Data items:
▽
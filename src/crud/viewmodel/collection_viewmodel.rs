use super::metric_viewmodel::SampleViewModel;
use crate::collection::CollectionReport;
use serde::{Deserialize, Serialize};
use utoipa::ToSchema;

#[derive(Debug, Serialize, Deserialize, ToSchema)]
pub struct CollectedSampleViewModel {
    pub metric_slug: String,
    #[serde(flatten)]
    pub sample: SampleViewModel,
}

#[derive(Debug, Serialize, Deserialize, ToSchema)]
pub struct CollectionFailureViewModel {
    pub metric_slug: String,
    pub error: String,
}

#[derive(Debug, Serialize, Deserialize, ToSchema)]
pub struct CollectionReportViewModel {
    pub collected: Vec<CollectedSampleViewModel>,
    pub failures: Vec<CollectionFailureViewModel>,
}

impl TryFrom<CollectionReport> for CollectionReportViewModel {
    type Error = anyhow::Error;

    fn try_from(report: CollectionReport) -> Result<Self, Self::Error> {
        let collected = report
            .collected
            .into_iter()
            .map(|collected| {
                Ok(CollectedSampleViewModel {
                    metric_slug: collected.metric_slug,
                    sample: SampleViewModel::try_from(collected.sample)?,
                })
            })
            .collect::<anyhow::Result<Vec<_>>>()?;

        let failures = report
            .failures
            .into_iter()
            .map(|failure| CollectionFailureViewModel {
                metric_slug: failure.metric_slug,
                error: failure.error,
            })
            .collect();

        Ok(Self {
            collected,
            failures,
        })
    }
}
△
Task prompt —
Write down again the exact lines running from the beginning of the data to the line containing "pub struct CollectionReportViewModel", with both ends included.

Output for this exercise —
filename src/crud/viewmodel/collection_viewmodel.rs
use super::metric_viewmodel::SampleViewModel;
use crate::collection::CollectionReport;
use serde::{Deserialize, Serialize};
use utoipa::ToSchema;

#[derive(Debug, Serialize, Deserialize, ToSchema)]
pub struct CollectedSampleViewModel {
    pub metric_slug: String,
    #[serde(flatten)]
    pub sample: SampleViewModel,
}

#[derive(Debug, Serialize, Deserialize, ToSchema)]
pub struct CollectionFailureViewModel {
    pub metric_slug: String,
    pub error: String,
}

#[derive(Debug, Serialize, Deserialize, ToSchema)]
pub struct CollectionReportViewModel {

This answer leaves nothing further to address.